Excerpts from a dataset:
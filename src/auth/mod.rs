//! Authentication and authorization module
//!
//! Provides JWT-based authentication, bcrypt password hashing and
//! role-based access control over HTTP operations.

mod jwt;
mod middleware;
mod password;
mod permissions;
mod service;

pub use jwt::{Claims, TokenCodec};
pub use middleware::{authorize, bearer_token};
pub use password::PasswordHasher;
pub use permissions::{Operation, PermissionMatrix, ResourcePolicy};
pub use service::{AuthService, AuthSession, LoginRequest, RegisterRequest};

use serde::{Deserialize, Serialize};
use std::str::FromStr;
use uuid::Uuid;

/// Closed set of account roles
#[derive(Debug, Clone, Copy, PartialEq, Eq, Hash, Serialize, Deserialize)]
#[serde(rename_all = "snake_case")]
pub enum Role {
    /// Full create/read/update/delete access
    PropertyManager,
    Finance,
    Ceo,
    Assistant,
}

impl Role {
    pub const ALL: [Role; 4] = [Role::PropertyManager, Role::Finance, Role::Ceo, Role::Assistant];

    pub fn as_str(&self) -> &'static str {
        match self {
            Role::PropertyManager => "property_manager",
            Role::Finance => "finance",
            Role::Ceo => "ceo",
            Role::Assistant => "assistant",
        }
    }
}

impl FromStr for Role {
    type Err = crate::error::AppError;

    fn from_str(s: &str) -> Result<Self, Self::Err> {
        Role::ALL
            .into_iter()
            .find(|role| role.as_str() == s)
            .ok_or(crate::error::AppError::InvalidRole)
    }
}

impl std::fmt::Display for Role {
    fn fmt(&self, f: &mut std::fmt::Formatter<'_>) -> std::fmt::Result {
        f.write_str(self.as_str())
    }
}

/// Verified caller identity handed to downstream handlers.
///
/// Only ever built by the authorization middleware after the token checked
/// out and the role was granted the requested operation.
#[derive(Debug, Clone, PartialEq, Eq)]
pub struct IdentityContext {
    pub id: Uuid,
    pub role: Role,
    pub email: String,
}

Task to complete — Collect each line above holding the string "Assistant".

Final answer —
    Assistant,
    pub const ALL: [Role; 4] = [Role::PropertyManager, Role::Finance, Role::Ceo, Role::Assistant];
            Role::Assistant => "assistant",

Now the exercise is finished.